Entries taken from a collection
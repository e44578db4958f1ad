use super::*;

use sha2::{Digest, Sha256};
use std::collections::HashMap;
use std::io::BufReader;

#[derive(Clone, Debug)]
pub(crate) struct HandshakeCacheItem {
    typ: HandshakeType,
    is_client: bool,
    epoch: u16,
    message_sequence: u16,
    data: Vec<u8>,
}

#[derive(Copy, Clone, Debug)]
pub(crate) struct HandshakeCachePullRule {
    pub(crate) typ: HandshakeType,
    pub(crate) epoch: u16,
    pub(crate) is_client: bool,
    pub(crate) optional: bool,
}

impl HandshakeCachePullRule {
    pub(crate) fn new(typ: HandshakeType, epoch: u16, is_client: bool, optional: bool) -> Self {
        HandshakeCachePullRule {
            typ,
            epoch,
            is_client,
            optional,
        }
    }
}

/// Every complete handshake message sent or received, kept in wire form
/// for transcript hashing and Finished computation.
#[derive(Debug, Default)]
pub(crate) struct HandshakeCache {
    cache: Vec<HandshakeCacheItem>,
}

impl HandshakeCache {
    pub(crate) fn new() -> Self {
        HandshakeCache { cache: vec![] }
    }

    /// Returns false when a message with the same sender and sequence is cached.
    pub(crate) fn push(
        &mut self,
        data: Vec<u8>,
        epoch: u16,
        message_sequence: u16,
        typ: HandshakeType,
        is_client: bool,
    ) -> bool {
        if self
            .cache
            .iter()
            .any(|i| i.is_client == is_client && i.message_sequence == message_sequence)
        {
            return false;
        }

        self.cache.push(HandshakeCacheItem {
            typ,
            is_client,
            epoch,
            message_sequence,
            data,
        });

        true
    }

    /// Returns a list handshakes that match the requested rules.
    /// The list will contain null values for rules that have no match.
    pub(crate) fn pull(&self, rules: &[HandshakeCachePullRule]) -> Vec<Option<HandshakeCacheItem>> {
        let mut out = vec![];
        for r in rules {
            let mut item: Option<HandshakeCacheItem> = None;
            for c in &self.cache {
                if c.typ == r.typ && c.is_client == r.is_client && c.epoch == r.epoch {
                    match &item {
                        Some(x) if x.message_sequence >= c.message_sequence => {}
                        _ => item = Some(c.clone()),
                    }
                }
            }

            out.push(item);
        }

        out
    }

    /// Pulls and parses the messages matching `rules`. Messages must form
    /// a contiguous sequence starting after `start_seq`.
    pub(crate) fn full_pull_map(
        &self,
        start_seq: isize,
        rules: &[HandshakeCachePullRule],
    ) -> Result<(isize, HashMap<HandshakeType, HandshakeMessage>)> {
        let mut ci = HashMap::new();
        for r in rules {
            let mut item: Option<&HandshakeCacheItem> = None;
            for c in &self.cache {
                if c.typ == r.typ && c.is_client == r.is_client && c.epoch == r.epoch {
                    match item {
                        Some(x) if x.message_sequence >= c.message_sequence => {}
                        _ => item = Some(c),
                    }
                }
            }

            match item {
                Some(c) => {
                    ci.insert(r.typ, c);
                }
                None if r.optional => {}
                None => return Err(Error::ErrHandshakeMessageMissing),
            }
        }

        let mut out = HashMap::new();
        let mut seq = start_seq;
        for r in rules {
            let t = r.typ;
            if let Some(i) = ci.get(&t) {
                let mut reader = BufReader::new(i.data.as_slice());
                let raw_handshake = Handshake::unmarshal(&mut reader)?;
                if seq + 1 != raw_handshake.handshake_header.message_sequence as isize {
                    return Err(Error::ErrHandshakeMessageMissing);
                }
                seq += 1;
                out.insert(t, raw_handshake.handshake_message);
            }
        }

        Ok((seq, out))
    }

    /// Concatenates the wire form of every message matching `rules`.
    pub(crate) fn pull_and_merge(&self, rules: &[HandshakeCachePullRule]) -> Vec<u8> {
        let mut merged = vec![];

        for p in self.pull(rules).into_iter().flatten() {
            merged.extend_from_slice(&p.data);
        }

        merged
    }

    /// Transcript hash for the extended master secret. The cache supplies
    /// everything up to ServerHelloDone; `additional` carries the client's
    /// Certificate and ClientKeyExchange in wire form.
    /// <https://tools.ietf.org/html/rfc7627#section-4>
    pub(crate) fn session_hash(&self, epoch: u16, additional: &[u8]) -> Result<Vec<u8>> {
        let rules = [
            HandshakeCachePullRule::new(HandshakeType::ClientHello, epoch, true, false),
            HandshakeCachePullRule::new(HandshakeType::ServerHello, epoch, false, false),
            HandshakeCachePullRule::new(HandshakeType::Certificate, epoch, false, false),
            HandshakeCachePullRule::new(HandshakeType::ServerKeyExchange, epoch, false, false),
            HandshakeCachePullRule::new(HandshakeType::CertificateRequest, epoch, false, true),
            HandshakeCachePullRule::new(HandshakeType::ServerHelloDone, epoch, false, false),
        ];

        let mut merged = vec![];
        for (rule, item) in rules.iter().zip(self.pull(&rules)) {
            match item {
                Some(item) => merged.extend_from_slice(&item.data),
                None if rule.optional => {}
                None => return Err(Error::ErrHandshakeMessageMissing),
            }
        }
        merged.extend_from_slice(additional);

        let mut hasher = Sha256::new();
        hasher.update(&merged);
        Ok(hasher.finalize().to_vec())
    }
}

#### [REQUIRED WORK]
For each line of the entries that contains the word "list", make a copy.

#### [EXPECTED OUTPUT]
    /// Returns a list handshakes that match the requested rules.
    /// The list will contain null values for rules that have no match.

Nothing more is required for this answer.